Mais en ce qui concerne Elodie Honon, rien.

Donc tout reprendre à zéro et, d'abord, réunir la forte équipe, mes collaborateurs uniques et préférés : Ronald Bouzin, les duettistes Lédefont et Lapaire, l'inspecteur Darta (1), sans oublier le nouveau venu, parachuté de sa province profonde, l'élégant Léo Amaris, notre dandy de service premier choix.

Prioritairement, j'expose la chose, les tenants, les aboutissants et le néant de l'affaire. Un bla-bla qui ne débouche sur rien, certes, mais qui ouvre puissamment des perspectives, un peu comme lorsque la gymnaste fait le grand écart et que Pierre Fulla convient que "c'est un beau brin de fille".

Ensuite, je distribue les tâches respectives : Bouzin s'investira dans le web, le duo Black & Decker interrogera les élèves et les profs de l'Institution Montalembert, Amaris s'occupera personnellement de Gladys, Darta coordonnera le tout - et moi, j'irai voir de près si Justine Justin ressemble vraiment à sa photo en chair et en charme.

- Juste un dernier conseil, mais de taille : soyez discrets. Il s'agit de la nièce de notre Ministre de tutelle. Rien à la Presse, rien sur l'oreiller de vos épouses, rien à personne, rien de rien. Des questions ?

La pente démago.

Rien à foutre des questions, vu qu'on a été exhaustif, lumineux, limpide et tout, mais toujours concéder aux sous-fifres l'impression puissante qu'on a besoin d'un surcroît d'interrogations existentielles pour faire le plein.

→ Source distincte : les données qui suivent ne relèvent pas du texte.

use async_trait::async_trait;
use log::debug;
use reqwest::Client;
use serde_json::Value;
use std::time::Duration;
use url::Url;

use crate::app_config::TranslationConfig;
use crate::errors::ProviderError;
use crate::language_utils;
use crate::providers::TranslationProvider;
use crate::text::pack_sentences;

/// Client for the public Google Translate `translate_a/single` endpoint.
///
/// The source language is auto-detected. Long texts are sent in sentence
/// packed chunks one after another and the results joined with spaces.
#[derive(Debug, Clone)]
pub struct GoogleTranslate {
    /// Service endpoint
    endpoint: String,
    /// HTTP client for making requests
    client: Client,
    /// Longest chunk sent in one request
    max_chunk_chars: usize,
}

impl GoogleTranslate {
    /// Create a client from the translation settings
    pub fn new(config: &TranslationConfig) -> Self {
        Self {
            endpoint: config.endpoint.clone(),
            client: Client::builder()
                .timeout(Duration::from_secs(config.timeout_secs))
                .build()
                .unwrap_or_default(),
            max_chunk_chars: config.max_chunk_chars,
        }
    }

    async fn translate_chunk(&self, chunk: &str, target_language: &str) -> Result<String, ProviderError> {
        let url = Url::parse_with_params(
            &self.endpoint,
            &[
                ("client", "gtx"),
                ("sl", "auto"),
                ("tl", target_language),
                ("dt", "t"),
                ("q", chunk),
            ],
        )
        .map_err(|e| ProviderError::RequestFailed(format!("Invalid translate endpoint {}: {}", self.endpoint, e)))?;

        let response = self.client.get(url).send().await?.error_for_status()?;
        let body: Value = response.json().await?;
        parse_translation(&body)
    }
}

/// Join the translated segments of a `translate_a/single` response.
///
/// The payload is a nested array whose first element lists
/// `[translated, original, ...]` pairs.
pub fn parse_translation(body: &Value) -> Result<String, ProviderError> {
    let segments = body
        .get(0)
        .and_then(Value::as_array)
        .ok_or_else(|| ProviderError::ParseError("Missing translation segments".to_string()))?;

    let translated: String = segments
        .iter()
        .filter_map(|segment| segment.get(0).and_then(Value::as_str))
        .collect();

    if translated.trim().is_empty() {
        return Err(ProviderError::EmptyResponse("Translation was empty".to_string()));
    }
    Ok(translated)
}

#[async_trait]
impl TranslationProvider for GoogleTranslate {
    async fn translate(&self, text: &str, target_language: &str) -> Result<String, ProviderError> {
        let target = language_utils::provider_language_code(target_language)
            .map_err(|e| ProviderError::RequestFailed(e.to_string()))?;

        let chunks = pack_sentences(text, self.max_chunk_chars);
        debug!("Translating {} chunk(s) to {}", chunks.len(), target);

        let mut parts = Vec::with_capacity(chunks.len());
        for chunk in &chunks {
            parts.push(self.translate_chunk(chunk, &target).await?);
        }
        Ok(parts.join(" "))
    }
}
// Module-specific lints configuration
#![allow(clippy::uninlined_format_args)]

use anyhow::{Context, Result};
use clap::{Args, CommandFactory, Parser, Subcommand, ValueEnum};
use clap_complete::{generate, Shell};
use indicatif::{ProgressBar, ProgressStyle};
use log::{error, info, warn, Level, LevelFilter, Log, Metadata, Record, SetLoggerError};
use std::fs::File;
use std::io::{BufReader, Write};
use std::path::{Path, PathBuf};

use ocity::app_config::{self, Config, RenderStrategy};
use ocity::errors::{ErrorKind, PipelineError};
use ocity::media::FinalArtifact;
use ocity::pipeline::{HeritageRecord, LengthVariant, VideoPipeline, VideoResponse};

/// CLI Wrapper for LogLevel to implement ValueEnum
#[derive(Debug, Clone, ValueEnum)]
enum CliLogLevel {
    Error,
    Warn,
    Info,
    Debug,
    Trace,
}

impl From<CliLogLevel> for app_config::LogLevel {
    fn from(cli_level: CliLogLevel) -> Self {
        match cli_level {
            CliLogLevel::Error => app_config::LogLevel::Error,
            CliLogLevel::Warn => app_config::LogLevel::Warn,
            CliLogLevel::Info => app_config::LogLevel::Info,
            CliLogLevel::Debug => app_config::LogLevel::Debug,
            CliLogLevel::Trace => app_config::LogLevel::Trace,
        }
    }
}

/// CLI Wrapper for RenderStrategy to implement ValueEnum
#[derive(Debug, Clone, ValueEnum)]
enum CliStrategy {
    Clip,
    Still,
}

impl From<CliStrategy> for RenderStrategy {
    fn from(cli_strategy: CliStrategy) -> Self {
        match cli_strategy {
            CliStrategy::Clip => RenderStrategy::Clip,
            CliStrategy::Still => RenderStrategy::Still,
        }
    }
}

/// CLI Wrapper for LengthVariant to implement ValueEnum
#[derive(Debug, Clone, ValueEnum)]
enum CliLength {
    Short,
    Extended,
}

impl From<CliLength> for LengthVariant {
    fn from(cli_length: CliLength) -> Self {
        match cli_length {
            CliLength::Short => LengthVariant::Short,
            CliLength::Extended => LengthVariant::Extended,
        }
    }
}

/// Options shared by every generating subcommand
#[derive(Args, Debug, Clone)]
struct CommonArgs {
    /// Output video file
    #[arg(short, long, default_value = "output.mp4")]
    output: PathBuf,

    /// Configuration file path
    #[arg(short, long, default_value = "conf.json")]
    config_path: String,

    /// Segment rendering strategy
    #[arg(short, long, value_enum)]
    strategy: Option<CliStrategy>,

    /// Set logging level
    #[arg(short, long, value_enum)]
    log_level: Option<CliLogLevel>,

    /// Print the result as a JSON response on stdout
    #[arg(long)]
    json: bool,
}

#[derive(Subcommand, Debug)]
enum Commands {
    /// Narrate free text over an image
    Text {
        /// Text to narrate, or '-' to read it from stdin
        #[arg(value_name = "TEXT")]
        text: String,

        /// Background image URL
        #[arg(short, long)]
        image: Option<String>,

        /// Narration and caption language (e.g., 'es', 'en', 'pt-BR')
        #[arg(short = 'L', long)]
        language: Option<String>,

        #[command(flatten)]
        common: CommonArgs,
    },

    /// Narrate one heritage record read from a JSON file
    Record {
        /// JSON file holding one record
        #[arg(value_name = "RECORD_JSON")]
        path: PathBuf,

        /// Target language, or 'local' for the record's own language
        #[arg(short = 'L', long, default_value = "en")]
        language: String,

        /// Description length to narrate
        #[arg(long, value_enum, default_value = "extended")]
        length: CliLength,

        #[command(flatten)]
        common: CommonArgs,
    },

    /// Narrate a JSON array of heritage records into one video
    Batch {
        /// JSON file holding an array of records
        #[arg(value_name = "RECORDS_JSON")]
        path: PathBuf,

        /// Target language, or 'local' for the records' own language
        #[arg(short = 'L', long, default_value = "en")]
        language: String,

        /// Description length to narrate
        #[arg(long, value_enum, default_value = "extended")]
        length: CliLength,

        #[command(flatten)]
        common: CommonArgs,
    },

    /// Generate shell completions for ocity
    Completions {
        /// Shell to generate completions for
        #[arg(value_enum)]
        shell: Shell,
    },
}

/// ocity - narrated heritage videos
///
/// Turns text and a background image into a narrated MP4 with translated
/// captions and a posing avatar.
#[derive(Parser, Debug)]
#[command(name = "ocity")]
#[command(version)]
#[command(about = "Narrated video generator")]
#[command(long_about = "ocity narrates text with a TTS service, splits it into sentences timed against the
narration, renders one captioned segment per sentence and muxes everything into one MP4.

EXAMPLES:
    ocity text \"Hola mundo. Esto es una prueba.\" -i https://example.com/bg.png
    ocity text - -L en -o intro.mp4 < intro.txt
    ocity record site.json -L local --length short
    ocity batch sites.json -L fr --strategy still --json
    ocity completions bash > ocity.bash

CONFIGURATION:
    Configuration is stored in conf.json by default. If the file doesn't exist,
    a default one is created automatically.")]
struct CommandLineOptions {
    #[command(subcommand)]
    command: Commands,
}

// @struct: Custom logger implementation, filtered by the global max level
struct CustomLogger;

impl CustomLogger {
    // @initializes: Global logger
    fn init(level: LevelFilter) -> Result<(), SetLoggerError> {
        log::set_boxed_logger(Box::new(CustomLogger))?;
        log::set_max_level(level);
        Ok(())
    }

    // @returns: ANSI colour for log level
    fn color_for_level(level: Level) -> &'static str {
        match level {
            Level::Error => "\x1B[1;31m",
            Level::Warn => "\x1B[1;33m",
            Level::Info => "\x1B[1;32m",
            Level::Debug => "\x1B[1;36m",
            Level::Trace => "\x1B[1;35m",
        }
    }
}

impl Log for CustomLogger {
    fn enabled(&self, metadata: &Metadata) -> bool {
        metadata.level() <= log::max_level()
    }

    fn log(&self, record: &Record) {
        if self.enabled(record.metadata()) {
            let now = chrono::Local::now().format("%H:%M:%S.%3f");
            let mut stderr = std::io::stderr();
            let _ = writeln!(
                stderr,
                "{}{} {:<5} {}\x1B[0m",
                Self::color_for_level(record.level()),
                now,
                record.level(),
                record.args()
            );
        }
    }

    fn flush(&self) {
        let _ = std::io::stderr().flush();
    }
}

#[tokio::main]
async fn main() {
    if let Err(e) = CustomLogger::init(LevelFilter::Info) {
        eprintln!("Failed to initialize logger: {}", e);
    }

    let cli = CommandLineOptions::parse();
    if let Err(e) = run(cli.command).await {
        error!("{:#}", e);
        let code = match e.downcast_ref::<PipelineError>().map(PipelineError::kind) {
            Some(ErrorKind::InvalidInput) => 2,
            _ => 1,
        };
        std::process::exit(code);
    }
}

async fn run(command: Commands) -> Result<()> {
    match command {
        Commands::Completions { shell } => {
            let mut cmd = CommandLineOptions::command();
            generate(shell, &mut cmd, "ocity", &mut std::io::stdout());
            Ok(())
        }
        Commands::Text { text, image, language, common } => {
            let config = load_config(&common)?;
            let text = if text == "-" {
                std::io::read_to_string(std::io::stdin()).context("Failed to read text from stdin")?
            } else {
                text
            };
            let language = language.unwrap_or_else(|| config.default_language.clone());
            let pipeline = VideoPipeline::from_config(config)?;

            let result = pipeline.generate_video(&text, image.as_deref(), &language).await;
            finish(result, &common, None)
        }
        Commands::Record { path, language, length, common } => {
            let config = load_config(&common)?;
            let record: HeritageRecord = read_json(&path)?;
            let pipeline = VideoPipeline::from_config(config)?;

            let result = pipeline
                .generate_video_from_record(&record, &language, length.into())
                .await;
            finish(result, &common, None)
        }
        Commands::Batch { path, language, length, common } => {
            let config = load_config(&common)?;
            let records: Vec<HeritageRecord> = read_json(&path)?;
            let pipeline = VideoPipeline::from_config(config)?;

            let progress = ProgressBar::new(records.len() as u64);
            let style = ProgressStyle::default_bar()
                .template("{spinner:.green} [{elapsed_precise}] [{bar:40.cyan/blue}] {pos}/{len} records ({percent}%) {msg}")
                .unwrap_or_else(|_| ProgressStyle::default_bar());
            progress.set_style(style.progress_chars("█▓▒░"));
            progress.enable_steady_tick(std::time::Duration::from_millis(120));

            let result = pipeline
                .generate_multi_video_with_progress(&records, &language, length.into(), |done| {
                    progress.set_position(done as u64)
                })
                .await;
            progress.finish_and_clear();
            finish(result, &common, Some(records.len()))
        }
    }
}

/// Load or create the configuration, then apply CLI overrides and validate
fn load_config(options: &CommonArgs) -> Result<Config> {
    if let Some(cmd_log_level) = &options.log_level {
        let level: app_config::LogLevel = cmd_log_level.clone().into();
        log::set_max_level(level.to_level_filter());
    }

    let config_path = &options.config_path;
    let mut config = if Path::new(config_path).exists() {
        read_json(Path::new(config_path))?
    } else {
        warn!("Config file not found at '{}', creating default config.", config_path);
        let config = Config::default();
        let config_json = serde_json::to_string_pretty(&config)
            .context("Failed to serialize default config to JSON")?;
        std::fs::write(config_path, config_json)
            .with_context(|| format!("Failed to write default config to file: {}", config_path))?;
        config
    };

    if let Some(strategy) = &options.strategy {
        config.render_strategy = strategy.clone().into();
    }
    if let Some(log_level) = &options.log_level {
        config.log_level = log_level.clone().into();
    }

    config.validate().context("Configuration validation failed")?;
    log::set_max_level(config.log_level.to_level_filter());
    Ok(config)
}

fn read_json<T: serde::de::DeserializeOwned>(path: &Path) -> Result<T> {
    let file = File::open(path).with_context(|| format!("Failed to open {:?}", path))?;
    serde_json::from_reader(BufReader::new(file)).with_context(|| format!("Failed to parse {:?}", path))
}

/// Write the video and report the outcome
fn finish(result: Result<FinalArtifact, PipelineError>, options: &CommonArgs, video_count: Option<usize>) -> Result<()> {
    match result {
        Ok(artifact) => {
            if let Some(parent) = options.output.parent().filter(|p| !p.as_os_str().is_empty()) {
                std::fs::create_dir_all(parent)
                    .with_context(|| format!("Failed to create output directory {:?}", parent))?;
            }
            std::fs::write(&options.output, &artifact.bytes)
                .with_context(|| format!("Failed to write video to {:?}", options.output))?;
            info!(
                "Success: {:?} ({} unit(s), {:.1}s, {})",
                options.output, artifact.unit_count, artifact.duration_secs, artifact.mime_type
            );

            if options.json {
                let response = VideoResponse::success(options.output.to_string_lossy(), video_count);
                println!("{}", serde_json::to_string(&response)?);
            }
            Ok(())
        }
        Err(e) => {
            if options.json {
                let (status, response) = VideoResponse::failure(&e);
                println!("{}", serde_json::to_string(&response)?);
                warn!("Request failed with status {}", status);
            }
            Err(e.into())
        }
    }
}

Évidemment, c'est Darta qui lève le doigt le premier :

- Oui, mon petit Darta ?

- Vous évaluez nos chances de la retrouver vivante à combien, Commissaire ?

- Cent vingt pour cent.

- Et vous vous basez sur quels indices pour l'affirmer ? demande Bouzin, qu'il a étudié the Discours of la Méthode du temps qu'il était escolier.

- Un indice imparable : mon petit doigt.

- Je vois !

- Non, tu ne vois pas : tu railles l'évidence.

- Et quelle évidence, Commissaire ?

- L'évidence intuitive de ton supérieur hiérarchique. C'est mal, Bouzin; c'est très mal. Tu remets en question l'infaillibilité de ton chef, Tristan Ier. Tu démotives tes petits camarades, déjà fébriles de servir la cause ministérielle. Et pire, tu te trompes : Elodie est toujours vivante. Hugh, j'ai dit !

Je marque un temps pour bien asseoir mon autorité, puis :

- D'autres questions inutiles ?

C'est le dandy Léo Amaris (pas confondre avec Olé Aramis) qui lève le doigt :

- Dois-je faire une enquête approfondie sur la dénommée Gladys ou je me contente de l'interroger ?

- Question de feeling. Si tu décèles le moindre malaise, tu remontes jusqu'à son intimité, voire plus. Si tu la sens franche, claire et massive, tu te contentes d'inventorier tous les emplois qu'elle a occupés jusqu'à ce jour. Essaie surtout d'apprendre si d'autres disparitions ont eu lieu au cours de sa sémillante carrière. Dans son institution ou dans d'autres. Vu ?

- Oui, Monsieur.

- Darta centralisera les informations. Je veux des résultats concrets dans 48 heures. Moins peut-être, si vous ne mettez pas votre petit doigt dans les oneilles, hein Bouzin ?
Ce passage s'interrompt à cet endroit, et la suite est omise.